• [Work task]
State the count of lines in this material that hold the string "CaptureEvent" and add nothing.
- - -
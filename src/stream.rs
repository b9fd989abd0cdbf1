use std::io::{BufRead, BufReader, Read};
use std::sync::Arc;
use std::sync::atomic::{AtomicBool, Ordering};
use std::thread::{self, JoinHandle};
use std::time::{Duration, Instant};

use parking_lot::{Condvar, Mutex};
use tracing::{debug, info, trace, warn};

use crate::events::{CaptureEvent, Dispatcher, EventListener};
use crate::filter::Filter;
use crate::parser;
use crate::source::{LogSource, ProcessHandle, SourceProcess};
use crate::store::LogStore;
use crate::types::LogRecord;

/// Bound on waiting for the reader thread during `stop`.
const STOP_JOIN_TIMEOUT: Duration = Duration::from_millis(300);

/// Bound on waiting for the stderr drain after the stdout loop exits.
const DRAIN_JOIN_TIMEOUT: Duration = Duration::from_secs(2);

const JOIN_POLL: Duration = Duration::from_millis(10);

/// One-shot gate the reader parks on while paused.
///
/// `open` wakes a blocked reader; the waker token is consumed on wake so a
/// subsequent pause re-blocks correctly. A resume issued while nothing is
/// blocked leaves the gate open, which costs the next block one spurious
/// pass through its pause check.
#[derive(Default)]
struct PauseGate {
    open: Mutex<bool>,
    cond: Condvar,
}

impl PauseGate {
    fn block(&self) {
        let mut open = self.open.lock();
        while !*open {
            self.cond.wait(&mut open);
        }
        *open = false;
    }

    fn open(&self) {
        let mut open = self.open.lock();
        *open = true;
        self.cond.notify_one();
    }
}

/// Everything the capture session threads share.
struct CaptureCtx {
    source: Arc<dyn LogSource>,
    store: Arc<LogStore>,
    dispatcher: Arc<Dispatcher>,
    paused: Arc<AtomicBool>,
    background: Arc<AtomicBool>,
    gate: Arc<PauseGate>,
    process: Arc<Mutex<Option<Box<dyn ProcessHandle>>>>,
}

/// The capture engine: spawns the log source, reassembles its long-format
/// output into records, stores them, and dispatches events to the listener.
///
/// Control methods may be called from any thread, concurrently with the
/// reader.
pub struct LogCapture {
    source: Arc<dyn LogSource>,
    store: Arc<LogStore>,
    dispatcher: Arc<Dispatcher>,
    paused: Arc<AtomicBool>,
    background: Arc<AtomicBool>,
    gate: Arc<PauseGate>,
    reader: Mutex<Option<JoinHandle<()>>>,
    process: Arc<Mutex<Option<Box<dyn ProcessHandle>>>>,
}

impl LogCapture {
    pub fn new(source: impl LogSource + 'static) -> Self {
        Self::with_source(Arc::new(source))
    }

    pub fn with_source(source: Arc<dyn LogSource>) -> Self {
        Self {
            source,
            store: Arc::new(LogStore::new()),
            dispatcher: Arc::new(Dispatcher::new()),
            paused: Arc::new(AtomicBool::new(false)),
            background: Arc::new(AtomicBool::new(false)),
            gate: Arc::new(PauseGate::default()),
            reader: Mutex::new(None),
            process: Arc::new(Mutex::new(None)),
        }
    }

    /// Launch the capture session. A no-op while a session is running.
    pub fn start(&self) {
        let mut reader = self.reader.lock();
        if reader.is_some() {
            info!("log capture is already running");
            return;
        }

        let ctx = CaptureCtx {
            source: Arc::clone(&self.source),
            store: Arc::clone(&self.store),
            dispatcher: Arc::clone(&self.dispatcher),
            paused: Arc::clone(&self.paused),
            background: Arc::clone(&self.background),
            gate: Arc::clone(&self.gate),
            process: Arc::clone(&self.process),
        };
        *reader = Some(thread::spawn(move || run_capture(ctx)));
    }

    /// Kill the source, wait briefly for the reader to wind down, then
    /// release the session state unconditionally. The store and filter map
    /// are emptied even if the join timed out; a straggling reader's late
    /// writes land harmlessly under the store's lock.
    pub fn stop(&self) {
        if let Some(mut handle) = self.process.lock().take() {
            handle.kill();
        }

        // Session state resets on stop; opening the gate also releases a
        // reader parked there so it can observe the closed stream.
        self.paused.store(false, Ordering::Release);
        self.background.store(false, Ordering::Release);
        self.gate.open();

        if let Some(thread) = self.reader.lock().take() {
            join_timeout(thread, STOP_JOIN_TIMEOUT);
        }

        self.store.clear();
    }

    /// Stop delivering records at the reader's next iteration boundary.
    /// An in-flight line read is not interrupted.
    pub fn pause(&self) {
        self.paused.store(true, Ordering::Release);
    }

    /// Wake a reader blocked by `pause`.
    pub fn resume(&self) {
        self.paused.store(false, Ordering::Release);
        self.gate.open();
    }

    /// Lifecycle signal pushed in by the owner: while `true`, records are
    /// buffered instead of dispatched, then flushed as one batch when the
    /// flag clears. Eventually consistent by design; a momentary race with
    /// the reader's branch is acceptable.
    pub fn set_background(&self, background: bool) {
        self.background.store(background, Ordering::Release);
    }

    pub fn is_running(&self) -> bool {
        self.reader
            .lock()
            .as_ref()
            .is_some_and(|thread| !thread.is_finished())
    }

    /// Register the event listener. The last registration wins; `None`
    /// unregisters.
    pub fn set_listener(&self, listener: Option<Arc<dyn EventListener>>) {
        self.dispatcher.set_listener(listener);
    }

    pub fn add_filter(&self, name: impl Into<String>, filter: Filter) {
        self.store.add_filter(name, filter);
    }

    pub fn remove_filter(&self, name: &str) {
        self.store.remove_filter(name);
    }

    pub fn clear_filters(&self) {
        self.store.clear_filters();
    }

    pub fn read_all(&self) -> Vec<Arc<LogRecord>> {
        self.store.read_all()
    }

    pub fn read_filtered(&self) -> Vec<Arc<LogRecord>> {
        self.store.read_filtered()
    }
}

impl Drop for LogCapture {
    fn drop(&mut self) {
        self.stop();
        self.dispatcher.set_listener(None);
    }
}

/// Session body, run on the supervisor/reader thread.
fn run_capture(ctx: CaptureCtx) {
    let process = match ctx.source.spawn() {
        Ok(process) => process,
        Err(error) => {
            warn!(%error, "failed to spawn the log source");
            ctx.dispatcher.post(CaptureEvent::StartFailed);
            return;
        }
    };

    let SourceProcess {
        stdout,
        stderr,
        handle,
    } = process;
    *ctx.process.lock() = Some(handle);
    ctx.dispatcher.post(CaptureEvent::Started);

    // Drain stderr on its own thread so the source never blocks on a full
    // error pipe.
    let stderr_thread = thread::spawn(move || drain_stderr(stderr));

    read_stdout(&ctx, stdout);

    join_timeout(stderr_thread, DRAIN_JOIN_TIMEOUT);

    // Reap the child unless stop() already took it.
    if let Some(mut handle) = ctx.process.lock().take() {
        handle.kill();
    }
    ctx.dispatcher.post(CaptureEvent::Stopped);
}

/// The line-oriented parsing loop. One record is a metadata line recognized
/// by its leading bracket, one or more non-empty message lines, and an empty
/// terminator line. Lines outside that shape are interleaved noise and get
/// skipped.
fn read_stdout(ctx: &CaptureCtx, stdout: Box<dyn Read + Send>) {
    let mut reader = BufReader::new(stdout);
    let mut pending: Vec<Arc<LogRecord>> = Vec::new();
    let mut message = String::new();

    'stream: loop {
        while ctx.paused.load(Ordering::Acquire) {
            ctx.gate.block();
        }

        let Some(candidate) = next_line(&mut reader) else {
            break;
        };
        let metadata = candidate.trim();
        if !metadata.starts_with('[') {
            continue;
        }

        let Some(first) = next_line(&mut reader) else {
            break;
        };
        message.push_str(&first);
        loop {
            // End-of-stream while collecting discards the partial record
            // and ends the session.
            let Some(line) = next_line(&mut reader) else {
                break 'stream;
            };
            if line.is_empty() {
                break;
            }
            message.push('\n');
            message.push_str(&line);
        }

        match parser::parse_record(metadata, &message) {
            Ok(record) => emit(ctx, &mut pending, Arc::new(record)),
            Err(error) => debug!(%error, metadata, "discarding malformed record"),
        }
        // Cleared on success and failure alike so fragments never bleed
        // into the next record.
        message.clear();
    }
}

/// Route one parsed record: buffer it while backgrounded, otherwise flush
/// any pending batch first and then deliver the record itself.
fn emit(ctx: &CaptureCtx, pending: &mut Vec<Arc<LogRecord>>, record: Arc<LogRecord>) {
    if ctx.background.load(Ordering::Acquire) {
        pending.push(record);
        return;
    }

    if !pending.is_empty() {
        let passing = ctx.store.append_batch(std::mem::take(pending));
        if !passing.is_empty() {
            ctx.dispatcher.post(CaptureEvent::Batch(passing));
        }
    }

    if ctx.store.append(Arc::clone(&record)) {
        ctx.dispatcher.pre_record(&record);
        ctx.dispatcher.post(CaptureEvent::Record(record));
    }
}

/// Read one line without its terminator. End-of-stream and read errors both
/// report `None`; a read error is not distinguishable from a closed pipe for
/// our purposes.
fn next_line(reader: &mut impl BufRead) -> Option<String> {
    let mut line = String::new();
    match reader.read_line(&mut line) {
        Ok(0) => None,
        Ok(_) => {
            while line.ends_with('\n') || line.ends_with('\r') {
                line.pop();
            }
            Some(line)
        }
        Err(error) => {
            debug!(%error, "stream read failed, treating as end of stream");
            None
        }
    }
}

fn drain_stderr(stderr: Box<dyn Read + Send>) {
    for line in BufReader::new(stderr).lines() {
        match line {
            Ok(line) => trace!(source_stderr = %line, "log source stderr"),
            Err(_) => break,
        }
    }
}

/// Best-effort bounded join. On timeout the thread is left running; its
/// late effects must be harmless.
fn join_timeout(handle: JoinHandle<()>, timeout: Duration) {
    let deadline = Instant::now() + timeout;
    while !handle.is_finished() {
        if Instant::now() >= deadline {
            debug!("thread outlived its join timeout, releasing it");
            return;
        }
        thread::sleep(JOIN_POLL);
    }
    let _ = handle.join();
}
- - -
• [Expected answer]
6